── MATERIAL SUPPLIED
//! Location and history helpers.

use wasm_bindgen::JsValue;
use workout_planner::Route;

pub fn current_route() -> Route {
    Route::parse(&pathname())
}

pub fn pathname() -> String {
    web_sys::window()
        .and_then(|window| window.location().pathname().ok())
        .unwrap_or_else(|| "/".to_string())
}

/// A query string parameter of the current location
pub fn query_value(name: &str) -> Option<String> {
    let search = web_sys::window()?.location().search().ok()?;
    web_sys::UrlSearchParams::new_with_str(&search).ok()?.get(name)
}

/// Load another page
pub fn navigate(route: &Route) {
    let path = route.to_path();
    let Some(window) = web_sys::window() else {
        return;
    };
    if let Err(e) = window.location().set_href(&path) {
        log::error!("Failed to navigate to {}: {:?}", path, e);
    }
}

/// Swap the current URL without loading anything
pub fn replace_url(route: &Route) {
    let path = route.to_path();
    let result = web_sys::window()
        .ok_or(JsValue::NULL)
        .and_then(|window| window.history())
        .and_then(|history| history.replace_state_with_url(&JsValue::NULL, "", Some(&path)));
    if let Err(e) = result {
        log::warn!("Failed to replace URL with {}: {:?}", path, e);
    }
}
//! Schedule workouts on a day by ticking them.

use log::{info, warn};
use shared::{DayId, Workout};

use super::checkbox_list::{CheckboxList, CheckboxRow};
use super::{PageContent, PageHandle};
use crate::api::{ApiClient, HttpTransport};
use crate::domain::association::Association;
use crate::domain::notifications::{Notification, Notifier};
use crate::error::{ClientError, IdKind};

pub const NO_WORKOUTS_MESSAGE: &str = "No workouts available to display.";
pub const LOAD_FAILED_MESSAGE: &str = "Failed to load workouts.";

pub fn workout_label(workout: &Workout) -> String {
    format!(
        "Name: {}, Focus: {}, Intensity: {}",
        workout.name,
        workout.focus.as_deref().unwrap_or_default(),
        workout.intensity.as_deref().unwrap_or_default()
    )
}

#[derive(Debug, Clone, PartialEq)]
pub struct SelectWorkoutPage {
    day_id: Option<DayId>,
    content: PageContent<CheckboxList>,
}

impl SelectWorkoutPage {
    pub fn new(day_id: Option<DayId>) -> Self {
        let content = match day_id {
            Some(_) => PageContent::Loading,
            None => PageContent::Message(IdKind::Day.missing_message()),
        };
        Self { day_id, content }
    }

    pub fn day_id(&self) -> Option<DayId> {
        self.day_id
    }

    pub fn content(&self) -> &PageContent<CheckboxList> {
        &self.content
    }

    pub fn checkboxes_mut(&mut self) -> Option<&mut CheckboxList> {
        self.content.ready_mut()
    }

    /// Fill the page from a `/api/workouts` response
    pub fn loaded<N: Notifier>(&mut self, result: Result<Vec<Workout>, ClientError>, notifier: &N) {
        let Some(day_id) = self.day_id else {
            return;
        };

        self.content = match result {
            Ok(workouts) if workouts.is_empty() => PageContent::Message(NO_WORKOUTS_MESSAGE),
            Ok(workouts) => {
                info!("Loaded {} workouts to schedule on day {}", workouts.len(), day_id);
                let rows = workouts
                    .iter()
                    .map(|workout| {
                        CheckboxRow::new(
                            workout_label(workout),
                            Association::WorkoutToDay {
                                day_id,
                                workout_id: workout.workout_id,
                            },
                            workout.is_selected,
                        )
                    })
                    .collect();
                PageContent::Ready(CheckboxList::new(rows))
            }
            Err(e) => {
                notifier.notify(Notification::warning(format!("Error loading workouts: {}", e)));
                PageContent::Message(LOAD_FAILED_MESSAGE)
            }
        };
    }

    pub async fn load<H, T, N>(page: &H, api: &ApiClient<T>, notifier: &N)
    where
        H: PageHandle<Self> + ?Sized,
        T: HttpTransport,
        N: Notifier,
    {
        if page.with(|page| page.day_id.is_none()) {
            warn!("Select workout page opened without a day id");
            return;
        }
        let result = api.list_workouts().await;
        page.with(|page| page.loaded(result, notifier));
    }
}
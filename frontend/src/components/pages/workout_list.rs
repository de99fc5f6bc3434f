use shared::WorkoutId;
use wasm_bindgen_futures::spawn_local;
use workout_planner::pages::{WorkoutCard, WorkoutListPage};
use yew::prelude::*;

use super::render_content;
use crate::hooks::use_page_model::use_page_model;
use crate::hooks::use_planner::use_planner;
use crate::services::navigation::navigate;
use crate::services::notifier::BrowserNotifier;

#[function_component(WorkoutListView)]
pub fn workout_list_view() -> Html {
    let planner = use_planner();
    let model = use_page_model(WorkoutListPage::new);

    {
        let model = model.clone();
        let api = planner.api.clone();
        use_effect_with((), move |_| {
            spawn_local(async move {
                WorkoutListPage::load(&model, &api, &BrowserNotifier).await;
            });
            || ()
        });
    }

    let on_delete = {
        let model = model.clone();
        let api = planner.api.clone();
        Callback::from(move |workout_id: WorkoutId| {
            let model = model.clone();
            let api = api.clone();
            spawn_local(async move {
                WorkoutListPage::delete(&model, &api, &BrowserNotifier, workout_id).await;
            });
        })
    };

    let page = model.read();
    let card = |card: &WorkoutCard| {
        let edit_route = card.edit_route();
        let workout_id = card.workout_id;
        let on_delete = on_delete.clone();
        html! {
            <div class="workout" key={workout_id.to_string()}>
                <h2>{&card.name}</h2>
                <p>{&card.details}</p>
                if !card.exercises.is_empty() {
                    <div>
                        <h3>{"Selected Exercises:"}</h3>
                        <ul>
                            {for card.exercises.iter().map(|line| html! { <li>{line}</li> })}
                        </ul>
                    </div>
                }
                <button class="edit-btn" onclick={Callback::from(move |_: MouseEvent| navigate(&edit_route))}>
                    {"Edit"}
                </button>
                <button class="delete-btn" onclick={Callback::from(move |_: MouseEvent| on_delete.emit(workout_id))}>
                    {"Delete"}
                </button>
            </div>
        }
    };

    html! {
        <div class="workout-list-page">
            <div id="workouts-container">
                {render_content(page.content(), |cards| html! {
                    {for cards.iter().map(card)}
                })}
            </div>
        </div>
    }
}
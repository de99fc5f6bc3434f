pub mod association_checkbox;
pub mod day_detail_panel;
pub mod header;
pub mod pages;
pub mod schedule_calendar;
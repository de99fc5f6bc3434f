use serde::{Deserialize, Serialize};
use std::fmt;
use std::str::FromStr;

/// Number of week rows in a rendered schedule month
pub const SCHEDULE_ROWS: usize = 6;

/// Number of weekday columns in a rendered schedule month (Sunday first)
pub const SCHEDULE_COLUMNS: usize = 7;

macro_rules! numeric_id {
    ($(#[$meta:meta])* $name:ident($inner:ty)) => {
        $(#[$meta])*
        #[derive(Debug, Clone, Copy, PartialEq, Eq, Hash, PartialOrd, Ord, Serialize, Deserialize)]
        #[serde(transparent)]
        pub struct $name(pub $inner);

        impl $name {
            pub fn value(self) -> $inner {
                self.0
            }
        }

        impl fmt::Display for $name {
            fn fmt(&self, f: &mut fmt::Formatter<'_>) -> fmt::Result {
                write!(f, "{}", self.0)
            }
        }

        impl FromStr for $name {
            type Err = std::num::ParseIntError;

            fn from_str(s: &str) -> Result<Self, Self::Err> {
                s.parse::<$inner>().map($name)
            }
        }

        impl From<$inner> for $name {
            fn from(value: $inner) -> Self {
                $name(value)
            }
        }
    };
}

numeric_id!(
    /// Client-generated tag for one day of the displayed month
    DayId(u32)
);

numeric_id!(
    /// Server-assigned workout identifier
    WorkoutId(u64)
);

numeric_id!(
    /// Server-assigned exercise identifier
    ExerciseId(u64)
);

/// A single position in the schedule grid
#[derive(Debug, Clone, Copy, PartialEq, Eq, Serialize, Deserialize)]
pub enum ScheduleCell {
    /// Empty padding before the first day of the month
    PaddingBefore,
    /// Actual day within the month, bound to its day identifier
    MonthDay { day: u32, day_id: DayId },
    /// Empty padding after the last day of the month
    PaddingAfter,
}

impl ScheduleCell {
    pub fn is_blank(&self) -> bool {
        !matches!(self, ScheduleCell::MonthDay { .. })
    }

    pub fn day(&self) -> Option<u32> {
        match self {
            ScheduleCell::MonthDay { day, .. } => Some(*day),
            _ => None,
        }
    }

    pub fn day_id(&self) -> Option<DayId> {
        match self {
            ScheduleCell::MonthDay { day_id, .. } => Some(*day_id),
            _ => None,
        }
    }
}

/// A month laid out as 6 week rows of 7 weekday columns
#[derive(Debug, Clone, PartialEq, Serialize, Deserialize)]
pub struct ScheduleGrid {
    pub year: i32,
    pub month: u32,
    pub first_day_of_week: u32, // 0 = Sunday, 1 = Monday, etc.
    pub days_in_month: u32,
    pub rows: Vec<[ScheduleCell; SCHEDULE_COLUMNS]>,
}

impl ScheduleGrid {
    /// All cells in row-major order
    pub fn cells(&self) -> impl Iterator<Item = &ScheduleCell> {
        self.rows.iter().flat_map(|row| row.iter())
    }

    /// Populated cells in day order
    pub fn month_days(&self) -> impl Iterator<Item = (u32, DayId)> + '_ {
        self.cells().filter_map(|cell| match cell {
            ScheduleCell::MonthDay { day, day_id } => Some((*day, *day_id)),
            _ => None,
        })
    }

    pub fn day_id_for(&self, day: u32) -> Option<DayId> {
        self.month_days().find(|(d, _)| *d == day).map(|(_, id)| id)
    }
}

/// Exercise summary embedded in a workout listing
#[derive(Debug, Clone, PartialEq, Serialize, Deserialize)]
pub struct WorkoutExerciseSummary {
    pub name: String,
    #[serde(default)]
    pub intensity: Option<String>,
    #[serde(default)]
    pub muscle_group: Option<String>,
    #[serde(default)]
    pub description: Option<String>,
}

/// Workout as returned by `/api/workouts` and `/api/workouts-by-day/{dayId}`
#[derive(Debug, Clone, PartialEq, Serialize, Deserialize)]
pub struct Workout {
    pub workout_id: WorkoutId,
    pub name: String,
    #[serde(default)]
    pub description: Option<String>,
    #[serde(default)]
    pub intensity: Option<String>,
    #[serde(default)]
    pub focus: Option<String>,
    #[serde(default)]
    pub exercises: Vec<WorkoutExerciseSummary>,
    /// Only present when the listing is scoped to a day
    #[serde(default)]
    pub is_selected: bool,
}

/// Exercise as returned by `/api/exercises`
///
/// The server returns whatever columns the exercise row has, so everything
/// besides the id and name is kept as free-form attributes.
#[derive(Debug, Clone, PartialEq, Serialize, Deserialize)]
pub struct Exercise {
    pub exercise_id: ExerciseId,
    pub name: String,
    #[serde(flatten)]
    pub attributes: serde_json::Map<String, serde_json::Value>,
}

/// Exercise row scoped to one workout, from `/api/exercises-in-workouts/{workoutId}`
#[derive(Debug, Clone, PartialEq, Serialize, Deserialize)]
pub struct ExerciseSelection {
    pub exercise_id: ExerciseId,
    pub exercise_name: String,
    #[serde(default)]
    pub intensity: Option<String>,
    #[serde(default)]
    pub muscle_group: Option<String>,
    #[serde(default)]
    pub is_selected: bool,
}

/// Response to an association add/remove request
#[derive(Debug, Clone, PartialEq, Serialize, Deserialize)]
pub struct AssociationResponse {
    #[serde(default)]
    pub success: bool,
    #[serde(default)]
    pub message: Option<String>,
}

/// Body of `PUT /api/workouts/{id}`
#[derive(Debug, Clone, PartialEq, Serialize, Deserialize)]
pub struct UpdateWorkoutRequest {
    pub name: String,
    #[serde(default)]
    pub description: String,
    #[serde(default, skip_serializing_if = "Option::is_none")]
    pub rating: Option<u8>,
    pub focus: String,
    pub intensity: String,
}

#[derive(Debug, Clone, PartialEq, Serialize, Deserialize)]
pub struct UpdateWorkoutResponse {
    #[serde(default)]
    pub success: bool,
    #[serde(default)]
    pub error: Option<String>,
}

#[derive(Debug, Clone, PartialEq, Serialize, Deserialize)]
pub struct GenerateWorkoutIdResponse {
    pub workout_id: WorkoutId,
}

/// Body of `POST /api/add-exercise-detail/{workoutId}/{exerciseId}`
#[derive(Debug, Clone, PartialEq, Default, Serialize, Deserialize)]
pub struct ExerciseDetailRequest {
    pub description: String,
    #[serde(default, skip_serializing_if = "Option::is_none")]
    pub equipment_needed: Option<String>,
    #[serde(default, skip_serializing_if = "Option::is_none")]
    pub weight: Option<f64>,
    #[serde(default, skip_serializing_if = "Option::is_none")]
    pub intensity: Option<String>,
    #[serde(default, skip_serializing_if = "Option::is_none")]
    pub rating: Option<u8>,
    #[serde(default, skip_serializing_if = "Option::is_none")]
    pub sets: Option<u32>,
    #[serde(default, skip_serializing_if = "Option::is_none")]
    pub reps: Option<u32>,
}

/// Generic `{message}` / `{error}` response
#[derive(Debug, Clone, PartialEq, Default, Serialize, Deserialize)]
pub struct MessageResponse {
    #[serde(default)]
    pub message: Option<String>,
    #[serde(default)]
    pub error: Option<String>,
}
pub mod admission;
pub mod challenge;
pub mod engine;
pub mod message;

pub use admission::{Admission, AdmissionGate, OwnedAdmission};
pub use challenge::ChallengeStore;
pub use engine::{EngineConfig, Frame, HandshakeEngine, HandshakeOutcome, HandshakeTransport};
pub use message::{CompletionStatus, InboundMessage, OutboundMessage};
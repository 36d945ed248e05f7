//! Handshake engine (C6): the fixed per-connection state machine driving
//! a `tokio::select!` event loop (message vs. timer vs. cancellation)
//! over a generic [`HandshakeTransport`], so the engine is
//! transport-agnostic and testable without a real socket.

use std::sync::Arc;
use std::time::Duration;

use neuron_core::types::{AuditCategory, HandshakeInit};
use neuron_core::NeuronError;
use neuron_store::RelationshipStore;

use crate::challenge::ChallengeStore;
use crate::message::{CompletionStatus, InboundMessage, OutboundMessage};

/// A single WebSocket frame, abstracted away from any particular socket
/// library. `Binary` frames are always rejected (spec §4.6 invariant).
#[derive(Clone, Debug)]
pub enum Frame {
    Text(String),
    Binary(Vec<u8>),
}

/// What the engine drives a connection over. `neuron-server` implements
/// this atop `axum::extract::ws::WebSocket`; tests implement it atop an
/// in-memory channel pair.
pub trait HandshakeTransport: Send {
    /// Await the next frame. `Ok(None)` means the peer closed the stream.
    async fn recv(&mut self) -> Result<Option<Frame>, NeuronError>;
    async fn send_text(&mut self, text: String) -> Result<(), NeuronError>;
    /// Close the underlying socket with `code`. Must be idempotent.
    async fn close(&mut self, code: u16) -> Result<(), NeuronError>;
}

#[derive(Clone, Debug)]
pub struct EngineConfig {
    pub organization_npi: String,
    /// Base URL the broker advertises; `provider_endpoint` is this plus
    /// `/{provider_npi}` (spec §4.6: "opaque... its value is ignored by
    /// the core but is part of the contract").
    pub provider_endpoint_base: String,
    pub auth_timeout: Duration,
    pub max_payload_bytes: usize,
}

pub struct HandshakeEngine {
    challenges: Arc<ChallengeStore>,
    relationships: Arc<RelationshipStore>,
    audit: Arc<neuron_audit::AuditLog>,
    config: EngineConfig,
}

/// Outcome of a completed handshake, for the server's session bookkeeping.
#[derive(Clone, Debug)]
pub struct HandshakeOutcome {
    pub relationship_id: String,
    pub status: CompletionStatus,
}

impl HandshakeEngine {
    pub fn new(
        challenges: Arc<ChallengeStore>,
        relationships: Arc<RelationshipStore>,
        audit: Arc<neuron_audit::AuditLog>,
        config: EngineConfig,
    ) -> Self {
        Self {
            challenges,
            relationships,
            audit,
            config,
        }
    }

    /// Drive one connection end to end. Returns the completed
    /// relationship outcome on success; on any failure the transport has
    /// already been sent `handshake.error` and closed with the matching
    /// code, and the error is also returned for the caller's own logging.
    pub async fn run<T: HandshakeTransport>(&self, transport: &mut T) -> Result<HandshakeOutcome, NeuronError> {
        let auth_msg = match self.await_auth(transport).await {
            Ok(msg) => msg,
            Err(e) => return Err(e),
        };

        let (consent_token_payload, consent_token_signature, patient_agent_id, patient_public_key, _patient_endpoint) =
            match auth_msg {
                InboundMessage::Auth {
                    consent_token_payload,
                    consent_token_signature,
                    patient_agent_id,
                    patient_public_key,
                    patient_endpoint,
                } => (
                    consent_token_payload,
                    consent_token_signature,
                    patient_agent_id,
                    patient_public_key,
                    patient_endpoint,
                ),
                InboundMessage::ChallengeResponse { .. } => {
                    return self
                        .fail(
                            transport,
                            None,
                            NeuronError::InvalidMessage("expected handshake.auth first".into()),
                        )
                        .await;
                }
            };

        self.audit_event(AuditCategory::Connection, "connection.handshake_started", Some(&patient_agent_id), None);

        let claims = match neuron_consent::verify_consent_token(
            &consent_token_payload,
            &consent_token_signature,
            &patient_public_key,
            now(),
        ) {
            Ok(c) => c,
            Err(e) => return self.fail(transport, Some(&patient_agent_id), e).await,
        };

        // LOOKUP
        match self.relationships.find_active_pair(&claims.patient_agent_id, &claims.provider_npi) {
            Ok(Some(existing)) => {
                return self.complete(transport, &existing.relationship_id, &existing.provider_npi, CompletionStatus::Existing).await;
            }
            Ok(None) => {}
            Err(e) => return self.fail(transport, Some(&patient_agent_id), e).await,
        }

        let init = HandshakeInit {
            patient_agent_id: claims.patient_agent_id.clone(),
            provider_npi: claims.provider_npi.clone(),
            patient_public_key: patient_public_key.clone(),
            consent_token_payload: consent_token_payload.clone(),
            consent_token_signature: consent_token_signature.clone(),
        };
        let nonce = match self.challenges.issue(init).await {
            Ok(n) => n,
            Err(e) => return self.fail(transport, Some(&patient_agent_id), e).await,
        };

        if let Err(e) = transport
            .send_text(
                serde_json::to_string(&OutboundMessage::Challenge {
                    nonce: nonce.clone(),
                    provider_npi: claims.provider_npi.clone(),
                    organization_npi: self.config.organization_npi.clone(),
                })
                .map_err(|e| NeuronError::Serialization(e.to_string()))?,
            )
            .await
        {
            return Err(e);
        }

        // CHALLENGED
        let response_msg = match self.await_next_message(transport).await {
            Ok(msg) => msg,
            Err(e) => return self.fail(transport, Some(&patient_agent_id), e).await,
        };

        let signed_nonce = match response_msg {
            InboundMessage::ChallengeResponse { signed_nonce } => signed_nonce,
            InboundMessage::Auth { .. } => {
                return self
                    .fail(
                        transport,
                        Some(&patient_agent_id),
                        NeuronError::InvalidMessage("expected handshake.challenge_response".into()),
                    )
                    .await
            }
        };

        let init = match self.challenges.consume(&nonce).await {
            Ok(init) => init,
            Err(e) => return self.fail(transport, Some(&patient_agent_id), e).await,
        };

        // VERIFYING: nonce signature, then the consent token again, fresh.
        if neuron_crypto::verify_signature(&init.patient_public_key, nonce.as_bytes(), &signed_nonce).is_err() {
            return self.fail(transport, Some(&patient_agent_id), NeuronError::ConsentFailed).await;
        }

        let claims = match neuron_consent::verify_consent_token(
            &init.consent_token_payload,
            &init.consent_token_signature,
            &init.patient_public_key,
            now(),
        ) {
            Ok(c) => c,
            Err(e) => return self.fail(transport, Some(&patient_agent_id), e).await,
        };

        if claims.provider_npi != init.provider_npi {
            return self.fail(transport, Some(&patient_agent_id), NeuronError::WrongProvider).await;
        }

        // PERSISTING
        let relationship = neuron_core::types::Relationship::new(
            claims.patient_agent_id.clone(),
            claims.provider_npi.clone(),
            claims.consented_actions.clone(),
            init.patient_public_key.clone(),
            now(),
        );
        let relationship = match self.relationships.create(relationship) {
            Ok(r) => r,
            Err(e) => return self.fail(transport, Some(&patient_agent_id), e).await,
        };
        self.audit_event(
            AuditCategory::Consent,
            "consent.relationship_established",
            Some(&relationship.patient_agent_id),
            Some(serde_json::json!({ "relationship_id": relationship.relationship_id })),
        );

        self.complete(transport, &relationship.relationship_id, &relationship.provider_npi, CompletionStatus::New).await
    }

    async fn await_auth<T: HandshakeTransport>(&self, transport: &mut T) -> Result<InboundMessage, NeuronError> {
        let outcome = tokio::time::timeout(self.config.auth_timeout, self.await_next_message(transport)).await;
        match outcome {
            Ok(inner) => inner,
            Err(_) => {
                self.audit_event(AuditCategory::Connection, "connection.timeout", None, None);
                transport.send_text(
                    serde_json::to_string(&OutboundMessage::Error {
                        code: NeuronError::AuthTimeout.wire_code().to_string(),
                        message: NeuronError::AuthTimeout.to_string(),
                    })
                    .unwrap_or_default(),
                )
                .await
                .ok();
                transport.close(NeuronError::AuthTimeout.close_code().unwrap_or(1011)).await.ok();
                Err(NeuronError::AuthTimeout)
            }
        }
    }

    async fn await_next_message<T: HandshakeTransport>(&self, transport: &mut T) -> Result<InboundMessage, NeuronError> {
        let frame = transport.recv().await?.ok_or_else(|| NeuronError::InvalidMessage("connection closed".into()))?;
        let text = match frame {
            Frame::Text(t) => t,
            Frame::Binary(_) => return Err(NeuronError::InvalidMessage("binary frames are rejected".into())),
        };
        if text.len() > self.config.max_payload_bytes {
            return Err(NeuronError::InvalidMessage("payload exceeds max size".into()));
        }
        serde_json::from_str(&text).map_err(|e| NeuronError::InvalidMessage(format!("malformed envelope: {e}")))
    }

    async fn fail<T: HandshakeTransport>(
        &self,
        transport: &mut T,
        actor: Option<&str>,
        err: NeuronError,
    ) -> Result<HandshakeOutcome, NeuronError> {
        self.audit_event(
            AuditCategory::Connection,
            "connection.handshake_failed",
            actor,
            Some(serde_json::json!({ "error": err.wire_code() })),
        );
        transport
            .send_text(
                serde_json::to_string(&OutboundMessage::Error {
                    code: err.wire_code().to_string(),
                    message: err.to_string(),
                })
                .unwrap_or_default(),
            )
            .await
            .ok();
        transport.close(err.close_code().unwrap_or(1011)).await.ok();
        Err(err)
    }

    async fn complete<T: HandshakeTransport>(
        &self,
        transport: &mut T,
        relationship_id: &str,
        provider_npi: &str,
        status: CompletionStatus,
    ) -> Result<HandshakeOutcome, NeuronError> {
        let provider_endpoint = format!("{}/{}", self.config.provider_endpoint_base, provider_npi);
        let send_result = transport
            .send_text(
                serde_json::to_string(&OutboundMessage::Complete {
                    relationship_id: relationship_id.to_string(),
                    provider_endpoint,
                    status,
                })
                .map_err(|e| NeuronError::Serialization(e.to_string()))?,
            )
            .await;

        self.audit_event(
            AuditCategory::Connection,
            "connection.handshake_completed",
            None,
            Some(serde_json::json!({ "relationship_id": relationship_id, "status": status })),
        );

        transport.close(1000).await.ok();
        send_result?;

        Ok(HandshakeOutcome {
            relationship_id: relationship_id.to_string(),
            status,
        })
    }

    fn audit_event(&self, category: AuditCategory, action: &str, actor: Option<&str>, details: Option<serde_json::Value>) {
        if let Err(e) = self.audit.append(category, action, actor.map(str::to_string), details, now()) {
            tracing::error!(error = %e, action, "failed to write audit entry for handshake event");
        }
    }
}

fn now() -> i64 {
    chrono::Utc::now().timestamp()
}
────
WORK INSTRUCTIONS
Tally up the lines in the data that hold the word "HandshakeEngine". Only the total should be given.

OUTPUT BELOW
3